This is Costin, Alex's colleague. We've got additional updates which we thought would be helpful to share with the community.

Brief reminder, our hardware/software context is as follows:
     - 2 PCs, each equipped with one Mellanox ConnectX-5 HCA (MT27800), dual port
     - only one HCA port is active/connected on each side (QSFP28 cable)
     - max HCA throughput: 25Gbps ~ 3.12GBs. 
     - max/active MTU: 4096
     - kernel: 6.5.0-14
     - benchmarking tool: qperf 0.4.11

Our goal has been to gauge the SMC-R benefits vs TCP/IP . We are particularly interested in maximizing the throughput whilst reducing CPU utilisation and DRAM memory bandwidth for large data (> 2MB) transfers.

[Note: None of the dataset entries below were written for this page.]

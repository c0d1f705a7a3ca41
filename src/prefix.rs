//! Prefix selection for independent-order verbs: tense preverbs and the
//! personal-prefix allomorphs conditioned on the word-initial sound.
//!
//! The pipeline order matters: the tense preverb attaches first, and the
//! personal prefix then reacts to the preverb's initial sound rather than
//! the bare stem's (so `wiisini` in the past becomes `nigii-wiisini`, not
//! `niwiisini` with a preverb squeezed inside).

use thiserror::Error;

use crate::core::phonology;
use crate::schema::category::{Form, Pronoun, Tense, VerbClass};

#[derive(Debug, Error, Clone, PartialEq, Eq)]
pub enum PrefixError {
    #[error("no personal-prefix allomorph for the initial sound of '{word}'")]
    UnmappedInitial { word: String },
}

/// A personally-prefixed word. First-person prefixes vary by community
/// (`in-`, `ni-`, `nin-`, ...), so those come back as the full allomorph
/// list rather than one arbitrary pick.
#[derive(Debug, Clone, PartialEq, Eq)]
pub enum Prefixed {
    One(String),
    Many(Vec<String>),
}

impl Prefixed {
    /// All spellings, in a stable order.
    pub fn variants(&self) -> Vec<&str> {
        match self {
            Self::One(word) => vec![word.as_str()],
            Self::Many(words) => words.iter().map(String::as_str).collect(),
        }
    }
}

/// Attaches the tense preverb. The definitive future splits by person:
/// `ga-` with first and second persons, `da-` with third persons and
/// inanimate subjects.
pub fn tense_prefix(word: &str, pronoun: Pronoun, tense: Tense) -> String {
    let preverb = match tense {
        Tense::Present => return word.to_string(),
        Tense::Past => "gii",
        Tense::Desiderative => "wii",
        Tense::Conditional => "daa",
        Tense::Definitive => match pronoun {
            Pronoun::FirstSingular
            | Pronoun::SecondSingular
            | Pronoun::FirstPluralExclusive
            | Pronoun::FirstPluralInclusive
            | Pronoun::SecondPlural => "ga",
            _ => "da",
        },
    };
    format!("{preverb}-{word}")
}

/// Attaches the personal prefix for an independent-order word.
///
/// Dependent and imperative forms carry person in the suffix alone, VII
/// verbs never take a personal prefix, and third-person VAI subjects are
/// unmarked; all of those come back unchanged. Third-person VTI subjects
/// take the possessive-shaped `o-` prefix.
pub fn pronoun_prefix(
    word: &str,
    class: VerbClass,
    form: Form,
    pronoun: Pronoun,
) -> Result<Prefixed, PrefixError> {
    if form != Form::Independent || class == VerbClass::Vii {
        return Ok(Prefixed::One(word.to_string()));
    }
    let third_person = matches!(pronoun, Pronoun::ThirdSingular | Pronoun::ThirdPlural);
    if third_person && class == VerbClass::Vai {
        return Ok(Prefixed::One(word.to_string()));
    }

    let initial = phonology::initial_sound(word).ok_or_else(|| PrefixError::UnmappedInitial {
        word: word.to_string(),
    })?;
    let allomorphs = match pronoun {
        Pronoun::FirstSingular | Pronoun::FirstPluralExclusive => first_person(initial),
        Pronoun::SecondSingular | Pronoun::FirstPluralInclusive | Pronoun::SecondPlural => {
            second_person(initial)
        }
        Pronoun::ThirdSingular | Pronoun::ThirdPlural => third_person_vti(initial),
        _ => None,
    }
    .ok_or_else(|| PrefixError::UnmappedInitial {
        word: word.to_string(),
    })?;

    let mut words: Vec<String> = allomorphs
        .iter()
        .map(|prefix| format!("{prefix}{word}"))
        .collect();
    if words.len() == 1 {
        Ok(Prefixed::One(words.remove(0)))
    } else {
        Ok(Prefixed::Many(words))
    }
}

/// The full pipeline: tense preverb, then personal prefix.
pub fn prefixed(
    word: &str,
    class: VerbClass,
    form: Form,
    pronoun: Pronoun,
    tense: Tense,
) -> Result<Prefixed, PrefixError> {
    let with_tense = tense_prefix(word, pronoun, tense);
    pronoun_prefix(&with_tense, class, form, pronoun)
}

fn first_person(initial: &str) -> Option<&'static [&'static str]> {
    match initial {
        "b" => Some(&["im", "ni", "nim"]),
        "d" | "g" | "j" | "z" => Some(&["in", "ni", "nin"]),
        "m" | "n" | "w" => Some(&["ni"]),
        "a" | "i" | "aa" | "e" | "ii" | "oo" => Some(&["ind", "nid", "nind"]),
        "o" => Some(&["indo", "nido", "nindo"]),
        _ => None,
    }
}

fn second_person(initial: &str) -> Option<&'static [&'static str]> {
    match initial {
        "b" | "d" | "g" | "j" | "m" | "n" | "w" | "z" => Some(&["gi"]),
        "a" | "i" | "aa" | "e" | "ii" | "oo" => Some(&["gid"]),
        "o" => Some(&["gido"]),
        _ => None,
    }
}

fn third_person_vti(initial: &str) -> Option<&'static [&'static str]> {
    match initial {
        "b" | "d" | "g" | "j" | "m" | "n" | "w" | "z" => Some(&["o"]),
        "a" | "i" | "aa" | "e" | "ii" | "oo" => Some(&["od"]),
        "o" => Some(&["odo"]),
        _ => None,
    }
}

Our main issue so far has been SMC-R halves the throughput for some specific message sizes (as opposed to TCP/IP) - see "SMC-R vs TCP" plot.

Since our last post the kernel was upgraded from 5.4 to 6.5.0-14 hoping it would alleviate the throughput drops, but it did not, so we bit the bullet and delved into the SMC-R code. 

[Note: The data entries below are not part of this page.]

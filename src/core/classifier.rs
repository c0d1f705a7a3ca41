//! Stem classifier — assigns each stem exactly one word-ending category.
//!
//! The ordered tests mirror the rule chains: irregular lexicon membership
//! first, then specific final consonants, then long vowels, then short
//! vowels. A stem matching none of a class's shapes is a data-quality
//! error, not a silent default.

use thiserror::Error;

use super::lexicon::ExceptionSet;
use super::phonology;
use crate::schema::category::VerbClass;

#[derive(Debug, Error, Clone, PartialEq, Eq)]
#[error("stem '{stem}' matches no {} ending shape", class.label())]
pub struct UnclassifiedStem {
    pub class: VerbClass,
    pub stem: String,
}

/// VAI stem-final shapes.
#[derive(Debug, Clone, Copy, PartialEq, Eq)]
pub enum VaiEnding {
    /// Short- or long-vowel final (one partition for most rules; the
    /// short/long distinction only matters for 1s/2s truncation).
    Vowel,
    /// `n`- or `am`-final.
    NAm,
}

/// VII stem-final shapes.
#[derive(Debug, Clone, Copy, PartialEq, Eq)]
pub enum ViiEnding {
    /// Exception-lexicon member (dummy final n).
    IrregularN,
    /// `d`- or `n`-final.
    DN,
    LongVowel,
    ShortVowel,
}

/// VTI stem-final shapes. The regular/irregular split for VTI depends
/// jointly on this ending and the pronoun, so the rule predicates do the
/// rest of the work.
#[derive(Debug, Clone, Copy, PartialEq, Eq)]
pub enum VtiEnding {
    Aan,
    An,
    Oon,
    In,
}

/// A classified word ending, tagged by verb class.
#[derive(Debug, Clone, Copy, PartialEq, Eq)]
pub enum WordEnding {
    Vai(VaiEnding),
    Vii(ViiEnding),
    Vti(VtiEnding),
}

/// Assigns the word-ending category for `stem` under `class`.
pub fn classify(
    class: VerbClass,
    stem: &str,
    exceptions: &ExceptionSet,
) -> Result<WordEnding, UnclassifiedStem> {
    let ending = match class {
        VerbClass::Vai => classify_vai(stem).map(WordEnding::Vai),
        VerbClass::Vii => classify_vii(stem, exceptions).map(WordEnding::Vii),
        VerbClass::Vti => classify_vti(stem).map(WordEnding::Vti),
    };
    ending.ok_or_else(|| UnclassifiedStem {
        class,
        stem: stem.to_string(),
    })
}

fn classify_vai(stem: &str) -> Option<VaiEnding> {
    if phonology::ends_in_vowel(stem) {
        Some(VaiEnding::Vowel)
    } else if stem.ends_with('n') || stem.ends_with("am") {
        Some(VaiEnding::NAm)
    } else {
        None
    }
}

fn classify_vii(stem: &str, exceptions: &ExceptionSet) -> Option<ViiEnding> {
    if exceptions.contains(stem) {
        Some(ViiEnding::IrregularN)
    } else if stem.ends_with('d') || stem.ends_with('n') {
        Some(ViiEnding::DN)
    } else if phonology::ends_in_long_vowel(stem) {
        Some(ViiEnding::LongVowel)
    } else if phonology::ends_in_short_vowel(stem) {
        Some(ViiEnding::ShortVowel)
    } else {
        None
    }
}

fn classify_vti(stem: &str) -> Option<VtiEnding> {
    if stem.ends_with("aan") {
        Some(VtiEnding::Aan)
    } else if stem.ends_with("oon") {
        Some(VtiEnding::Oon)
    } else if stem.ends_with("in") {
        Some(VtiEnding::In)
    } else if stem.ends_with("an") {
        Some(VtiEnding::An)
    } else {
        None
    }
}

The SMC-R source code revealed that __smc_buf_create / smc_compress_bufsize functions are in charge of computing the size of the RMB buffer and allocating either physical or virtual contiguous memory. We suspected that the throughput drops were caused by the size of this buffer being too small. 

We set out to determine whether there is a correlation between the drops and the size of the RMB buffer, and for that we set the size of the RMB buffer to 128KB, 256KB, 512KB, 1MB, 2MB, 4MB and 8MB and benchmarked the throughput for different message size ranges.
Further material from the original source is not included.